(Try it) Repeat verbatim, and only, the lines of the data below, beginning at the line that contains "so it is also" and stopping after the line that contains "use crate::domain::ports::ClassRepository;".

Records contained in a dataset:

_ _ _ _

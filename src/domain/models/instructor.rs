use serde::{Deserialize, Serialize};
use sqlx::FromRow;

#[derive(Debug, Serialize, Deserialize, FromRow, Clone)]
pub struct Instructor {
    pub id: i64,
    pub name: String,
    pub email: String,
    pub phone: String,
    pub bio: String,
    /// Comma-separated list of instruments, free text.
    pub specialization: String,
    pub hourly_rate_cents: i64,
    pub image_url: Option<String>,
    pub is_active: bool,
}

pub struct NewInstructor {
    pub name: String,
    pub email: String,
    pub phone: String,
    pub bio: String,
    pub specialization: String,
    pub hourly_rate_cents: i64,
    pub image_url: Option<String>,
    pub is_active: bool,
}
use axum::{
    extract::{Path, Query, State},
    response::IntoResponse,
    Json,
};
use std::sync::Arc;
use tracing::info;

use crate::api::dtos::requests::{ClassListQuery, CreateClassRequest, UpdateClassRequest};
use crate::domain::models::class::{LessonClass, NewClass};
use crate::error::AppError;
use crate::state::AppState;

/// Catalog listing: AVAILABLE slots in the future, optionally narrowed to one
/// instrument (exact, case-sensitive) or one skill level.
pub async fn list_classes(
    State(state): State<Arc<AppState>>,
    Query(query): Query<ClassListQuery>,
) -> Result<impl IntoResponse, AppError> {
    let classes = match (query.instrument, query.level) {
        (Some(instrument), _) => state.class_repo.list_by_instrument(&instrument).await?,
        (None, Some(level)) => state.class_repo.list_by_level(level).await?,
        (None, None) => state.class_repo.list_available().await?,
    };
    Ok(Json(classes))
}

pub async fn get_class(
    State(state): State<Arc<AppState>>,
    Path(id): Path<i64>,
) -> Result<impl IntoResponse, AppError> {
    let class = state
        .class_repo
        .find_by_id(id)
        .await?
        .ok_or(AppError::NotFound("Class not found".into()))?;
    Ok(Json(class))
}

pub async fn create_class(
    State(state): State<Arc<AppState>>,
    Json(payload): Json<CreateClassRequest>,
) -> Result<impl IntoResponse, AppError> {
    let created = state
        .class_repo
        .create(&NewClass {
            instructor_id: payload.instructor_id,
            instrument: payload.instrument,
            level: payload.level,
            scheduled_at: payload.scheduled_at,
            duration_minutes: payload.duration_minutes.unwrap_or(60),
            price_cents: payload.price_cents,
            description: payload.description.unwrap_or_default(),
        })
        .await?;

    info!("Class created: {} ({} at {})", created.id, created.instrument, created.scheduled_at);
    Ok(Json(created))
}

pub async fn update_class(
    State(state): State<Arc<AppState>>,
    Path(id): Path<i64>,
    Json(payload): Json<UpdateClassRequest>,
) -> Result<impl IntoResponse, AppError> {
    let updated = state
        .class_repo
        .update(&LessonClass {
            id,
            instructor_id: payload.instructor_id,
            instrument: payload.instrument,
            level: payload.level,
            scheduled_at: payload.scheduled_at,
            duration_minutes: payload.duration_minutes,
            price_cents: payload.price_cents,
            description: payload.description,
            status: payload.status,
        })
        .await?;

    info!("Class updated: {}", updated.id);
    Ok(Json(updated))
}

pub async fn delete_class(
    State(state): State<Arc<AppState>>,
    Path(id): Path<i64>,
) -> Result<impl IntoResponse, AppError> {
    state.class_repo.delete(id).await?;
    info!("Class deleted: {}", id);
    Ok(Json(serde_json::json!({ "status": "deleted" })))
}

pub async fn list_instruments(
    State(state): State<Arc<AppState>>,
) -> Result<impl IntoResponse, AppError> {
    let instruments = state.class_repo.list_instruments().await?;
    Ok(Json(instruments))
}
use chrono::{DateTime, Utc};

use crate::domain::models::class::{ClassStatus, LessonClass};

/// Eligibility check performed before a booking is accepted.
///
/// A slot can be booked while it is AVAILABLE and its start lies strictly in
/// the future. Callers treat a slot that does not exist at all as not bookable;
/// this predicate only judges a slot that was found. Read-only, so it is also
/// usable on its own (e.g. to grey out a "book" button).
pub fn is_bookable(class: &LessonClass, now: DateTime<Utc>) -> bool {
    class.status == ClassStatus::Available && class.scheduled_at > now
}
use crate::domain::models::class::{ClassDetail, ClassStatus, ClassWithInstructor, LessonClass, NewClass, SkillLevel};
use crate::domain::ports::ClassRepository;
use crate::error::AppError;
use async_trait::async_trait;
use chrono::Utc;
use sqlx::SqlitePool;

use super::row_mappers::{class_detail, class_with_instructor};

const INSTRUCTOR_COLUMNS: &str = "i.name AS instructor_name, i.email AS instructor_email, \
     i.phone AS instructor_phone, i.bio AS instructor_bio, \
     i.specialization AS instructor_specialization, \
     i.hourly_rate_cents AS instructor_hourly_rate_cents, \
     i.image_url AS instructor_image_url, i.is_active AS instructor_is_active";

const BOOKING_COLUMNS: &str = "b.id AS booking_id, b.student_name AS booking_student_name, \
     b.student_email AS booking_student_email, b.student_phone AS booking_student_phone, \
     b.notes AS booking_notes, b.status AS booking_status, b.booked_at AS booking_booked_at";

fn catalog_select(filter: &str) -> String {
    format!(
        "SELECT c.*, {INSTRUCTOR_COLUMNS}
         FROM classes c
         JOIN instructors i ON i.id = c.instructor_id
         WHERE {filter}
         ORDER BY c.scheduled_at ASC"
    )
}

fn detail_select(filter: &str, order: &str) -> String {
    format!(
        "SELECT c.*, {INSTRUCTOR_COLUMNS}, {BOOKING_COLUMNS}
         FROM classes c
         JOIN instructors i ON i.id = c.instructor_id
         LEFT JOIN bookings b ON b.class_id = c.id
         WHERE {filter}{order}"
    )
}

pub struct SqliteClassRepo {
    pool: SqlitePool,
}

impl SqliteClassRepo {
    pub fn new(pool: SqlitePool) -> Self {
        Self { pool }
    }
}

#[async_trait]
impl ClassRepository for SqliteClassRepo {
    async fn create(&self, class: &NewClass) -> Result<LessonClass, AppError> {
        sqlx::query_as::<_, LessonClass>(
            "INSERT INTO classes (instructor_id, instrument, level, scheduled_at, duration_minutes, price_cents, description, status)
             VALUES (?, ?, ?, ?, ?, ?, ?, ?)
             RETURNING *",
        )
        .bind(class.instructor_id)
        .bind(&class.instrument)
        .bind(class.level)
        .bind(class.scheduled_at)
        .bind(class.duration_minutes)
        .bind(class.price_cents)
        .bind(&class.description)
        .bind(ClassStatus::Available)
        .fetch_one(&self.pool)
        .await
        .map_err(AppError::Database)
    }

    async fn find_by_id(&self, id: i64) -> Result<Option<ClassDetail>, AppError> {
        sqlx::query(&detail_select("c.id = ?", ""))
            .bind(id)
            .try_map(|row| class_detail(&row))
            .fetch_optional(&self.pool)
            .await
            .map_err(AppError::Database)
    }

    async fn find_slot(&self, id: i64) -> Result<Option<LessonClass>, AppError> {
        sqlx::query_as::<_, LessonClass>("SELECT * FROM classes WHERE id = ?")
            .bind(id)
            .fetch_optional(&self.pool)
            .await
            .map_err(AppError::Database)
    }

    async fn list_available(&self) -> Result<Vec<ClassWithInstructor>, AppError> {
        sqlx::query(&catalog_select("c.status = ? AND c.scheduled_at > ?"))
            .bind(ClassStatus::Available)
            .bind(Utc::now())
            .try_map(|row| class_with_instructor(&row))
            .fetch_all(&self.pool)
            .await
            .map_err(AppError::Database)
    }

    async fn list_by_instrument(&self, instrument: &str) -> Result<Vec<ClassWithInstructor>, AppError> {
        sqlx::query(&catalog_select("c.instrument = ? AND c.status = ? AND c.scheduled_at > ?"))
            .bind(instrument)
            .bind(ClassStatus::Available)
            .bind(Utc::now())
            .try_map(|row| class_with_instructor(&row))
            .fetch_all(&self.pool)
            .await
            .map_err(AppError::Database)
    }

    async fn list_by_level(&self, level: SkillLevel) -> Result<Vec<ClassWithInstructor>, AppError> {
        sqlx::query(&catalog_select("c.level = ? AND c.status = ? AND c.scheduled_at > ?"))
            .bind(level)
            .bind(ClassStatus::Available)
            .bind(Utc::now())
            .try_map(|row| class_with_instructor(&row))
            .fetch_all(&self.pool)
            .await
            .map_err(AppError::Database)
    }

    async fn list_by_instructor(&self, instructor_id: i64) -> Result<Vec<ClassDetail>, AppError> {
        sqlx::query(&detail_select(
            "c.instructor_id = ? AND c.scheduled_at > ?",
            " ORDER BY c.scheduled_at ASC",
        ))
        .bind(instructor_id)
        .bind(Utc::now())
        .try_map(|row| class_detail(&row))
        .fetch_all(&self.pool)
        .await
        .map_err(AppError::Database)
    }

    async fn list_owned(&self, instructor_id: i64) -> Result<Vec<LessonClass>, AppError> {
        sqlx::query_as::<_, LessonClass>(
            "SELECT * FROM classes WHERE instructor_id = ? ORDER BY scheduled_at ASC",
        )
        .bind(instructor_id)
        .fetch_all(&self.pool)
        .await
        .map_err(AppError::Database)
    }

    async fn list_instruments(&self) -> Result<Vec<String>, AppError> {
        // DISTINCT under the default BINARY collation, so case-sensitive.
        sqlx::query_scalar::<_, String>(
            "SELECT DISTINCT instrument FROM classes
             WHERE status = ? AND scheduled_at > ?
             ORDER BY instrument ASC",
        )
        .bind(ClassStatus::Available)
        .bind(Utc::now())
        .fetch_all(&self.pool)
        .await
        .map_err(AppError::Database)
    }

    async fn update(&self, class: &LessonClass) -> Result<LessonClass, AppError> {
        sqlx::query_as::<_, LessonClass>(
            "UPDATE classes
             SET instructor_id = ?, instrument = ?, level = ?, scheduled_at = ?,
                 duration_minutes = ?, price_cents = ?, description = ?, status = ?
             WHERE id = ?
             RETURNING *",
        )
        .bind(class.instructor_id)
        .bind(&class.instrument)
        .bind(class.level)
        .bind(class.scheduled_at)
        .bind(class.duration_minutes)
        .bind(class.price_cents)
        .bind(&class.description)
        .bind(class.status)
        .bind(class.id)
        .fetch_optional(&self.pool)
        .await
        .map_err(AppError::Database)?
        .ok_or_else(|| AppError::NotFound("Class not found".into()))
    }

    async fn delete(&self, id: i64) -> Result<(), AppError> {
        sqlx::query("DELETE FROM classes WHERE id = ?")
            .bind(id)
            .execute(&self.pool)
            .await
            .map_err(AppError::Database)?;
        Ok(())
    }
}
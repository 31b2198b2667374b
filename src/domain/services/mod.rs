pub mod booking_rules;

_ _ _ _

(Response area)
/// this predicate only judges a slot that was found. Read-only, so it is also
/// usable on its own (e.g. to grey out a "book" button).
pub fn is_bookable(class: &LessonClass, now: DateTime<Utc>) -> bool {
    class.status == ClassStatus::Available && class.scheduled_at > now
}
use crate::domain::models::class::{ClassDetail, ClassStatus, ClassWithInstructor, LessonClass, NewClass, SkillLevel};
use crate::domain::ports::ClassRepository;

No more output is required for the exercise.